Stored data

══════════

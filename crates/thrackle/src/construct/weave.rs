//! Depth-first weaving of the scheduled edges into a rotation system.
//!
//! Each recursive call is a choice point; the statement after the nested call
//! is its undo. Results of nested calls are only inspected after the undo, so
//! the arena unwinds in LIFO order on every exit path, errors included.

use tracing::{debug, trace};

use crate::error::Result;
use crate::graph::{EdgeSchedule, ScheduledEdge};
use crate::rotation::{Attach, Capacity, HalfEdgeId, RotationSystem};

use super::types::{EdgeSet, SearchCfg, SearchStats};
use super::EmbeddingSink;

/// Backtracking constructor owning the rotation system of one input graph.
pub struct Constructor {
    edges: Vec<ScheduledEdge>,
    /// Per edge `k`: earlier edges sharing an endpoint with it.
    incident: Vec<EdgeSet>,
    rs: RotationSystem,
    cfg: SearchCfg,
    stats: SearchStats,
}

impl Constructor {
    pub fn new(schedule: &EdgeSchedule, cfg: SearchCfg) -> Self {
        let edges = schedule.edges.clone();
        let incident = edges
            .iter()
            .enumerate()
            .map(|(k, e)| {
                edges[..k]
                    .iter()
                    .enumerate()
                    .filter(|(_, f)| f.is_adjacent(e))
                    .fold(EdgeSet::EMPTY, |set, (j, _)| set.with(j))
            })
            .collect();
        let cap = Capacity::for_thrackle(
            schedule.vertex_count,
            schedule.edge_count(),
            schedule.crossing_count,
        );
        Self {
            edges,
            incident,
            rs: RotationSystem::with_capacity(cap),
            cfg,
            stats: SearchStats {
                vertices: schedule.vertex_count,
                edges: schedule.edge_count(),
                crossings: schedule.crossing_count,
                ..SearchStats::default()
            },
        }
    }

    /// The working rotation system; empty outside of [`run`](Self::run).
    pub fn rotation_system(&self) -> &RotationSystem {
        &self.rs
    }

    /// Enumerate every thrackle embedding, handing each to `sink`.
    pub fn run<S: EmbeddingSink + ?Sized>(&mut self, sink: &mut S) -> Result<SearchStats> {
        self.stats.embeddings = 0;
        self.stats.dead_ends = 0;
        debug!(
            vertices = self.stats.vertices,
            edges = self.stats.edges,
            crossings = self.stats.crossings,
            "search started"
        );
        let result = self.seed(sink);
        debug!(
            embeddings = self.stats.embeddings,
            dead_ends = self.stats.dead_ends,
            "search finished"
        );
        result.map(|()| self.stats)
    }

    fn stopped(&self) -> bool {
        self.cfg
            .limit
            .is_some_and(|limit| self.stats.embeddings >= limit)
    }

    /// The first two edges have a single embedding up to the choice of corner.
    fn seed<S: EmbeddingSink + ?Sized>(&mut self, sink: &mut S) -> Result<()> {
        let Some(&first) = self.edges.first() else {
            return Ok(());
        };
        let h0 = self.rs.seed_edge(first.from, first.to, 0);
        let r = match self.edges.get(1).copied() {
            None => self.complete(sink),
            Some(second) => {
                // `from` of the second edge has degree 1: one corner only.
                let out = self.rs[h0].start;
                let corner = if out == second.from {
                    h0
                } else {
                    self.rs[h0].inverse
                };
                let h1 = self
                    .rs
                    .connect_to_vertex(corner, second.to, Attach::Isolated, 1);
                let r = self.weave(2, sink);
                self.rs.disconnect_vertex(h1);
                r
            }
        };
        self.rs.disconnect_vertex(h0);
        r
    }

    /// Embed edge `k` in every admissible way, then recurse to `k + 1`.
    fn weave<S: EmbeddingSink + ?Sized>(&mut self, k: usize, sink: &mut S) -> Result<()> {
        if k == self.edges.len() {
            return self.complete(sink);
        }
        let ScheduledEdge { from, to } = self.edges[k];
        let pending = EdgeSet::below(k).minus(self.incident[k]);
        let to_embedded = self.rs.degree(to) > 0;
        let corners: Vec<HalfEdgeId> = self.rs.rotation(from).collect();
        trace!(edge = k, from, to, pending = pending.len(), "weaving");

        for h in corners {
            if self.stopped() {
                break;
            }
            if pending.is_empty() && to_embedded {
                self.connect_direct(k, h, to, sink)?;
                continue;
            }
            let loose = if to_embedded {
                self.rs.scratch_vertex()
            } else {
                to
            };
            let tip = self.rs.connect_to_vertex(h, loose, Attach::Isolated, k);
            let r = self.thread(k, tip, pending, sink);
            self.rs.disconnect_vertex(tip);
            r?;
        }
        Ok(())
    }

    /// Edge `k` needs no crossings and ends at an embedded vertex: join it to
    /// every occurrence of `to` on the face at corner `h`.
    fn connect_direct<S: EmbeddingSink + ?Sized>(
        &mut self,
        k: usize,
        h: HalfEdgeId,
        to: usize,
        sink: &mut S,
    ) -> Result<()> {
        let start = self.rs[h].next;
        let anchors = self.landing_anchors(start, to);
        if anchors.is_empty() {
            self.stats.dead_ends += 1;
        }
        for anchor in anchors {
            if self.stopped() {
                break;
            }
            let out = self.rs.connect_to_vertex(h, to, Attach::After(anchor), k);
            let r = self.weave(k + 1, sink);
            self.rs.disconnect_vertex(out);
            r?;
        }
        Ok(())
    }

    /// Extend the loose end of `tip` across the edges in `pending`, in every
    /// order and through every reachable face position, then land it.
    fn thread<S: EmbeddingSink + ?Sized>(
        &mut self,
        k: usize,
        tip: HalfEdgeId,
        pending: EdgeSet,
        sink: &mut S,
    ) -> Result<()> {
        let to = self.edges[k].to;
        let face = self.rs[tip].inverse;
        if pending.is_empty() {
            if self.rs[tip].end == to {
                return self.weave(k + 1, sink);
            }
            let loose = self.rs[tip].end;
            let anchors = self.landing_anchors(face, to);
            if anchors.is_empty() {
                self.stats.dead_ends += 1;
            }
            for anchor in anchors {
                if self.stopped() {
                    break;
                }
                self.rs.land_loose_end(tip, to, anchor);
                let r = self.weave(k + 1, sink);
                self.rs.lift_loose_end(tip, loose);
                r?;
            }
            return Ok(());
        }

        let candidates: Vec<HalfEdgeId> = self
            .rs
            .trace_face(face)
            .filter(|&g| pending.contains(self.rs[g].edge))
            .collect();
        if candidates.is_empty() {
            self.stats.dead_ends += 1;
        }
        for g in candidates {
            if self.stopped() {
                break;
            }
            let crossed = self.rs[g].edge;
            let crossing = self.rs.insert_crossing(tip, g);
            let r = self.thread(k, crossing.continuation, pending.without(crossed), sink);
            self.rs.remove_crossing(crossing.vertex);
            r?;
        }
        Ok(())
    }

    /// Anchors at `to` for every corner of `to` on the face through `start`.
    fn landing_anchors(&self, start: HalfEdgeId, to: usize) -> Vec<HalfEdgeId> {
        self.rs
            .trace_face(start)
            .filter(|&x| self.rs[x].end == to)
            .map(|x| self.rs[x].inverse)
            .collect()
    }

    fn complete<S: EmbeddingSink + ?Sized>(&mut self, sink: &mut S) -> Result<()> {
        if self.stopped() {
            return Ok(());
        }
        if self.cfg.check_invariants {
            if let Err(err) = self.rs.check_invariants() {
                panic!("constructor produced a broken embedding: {err}");
            }
        }
        self.stats.embeddings += 1;
        trace!(
            index = self.stats.embeddings,
            crossings = self.rs.crossing_count(),
            "embedding complete"
        );
        sink.accept(&self.rs)
    }
}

══════════

WHAT THE TASK ASKS
Provide the count of lines in the records above that hold the word "ScheduledEdge", with no other text.

WRITTEN ANSWER
3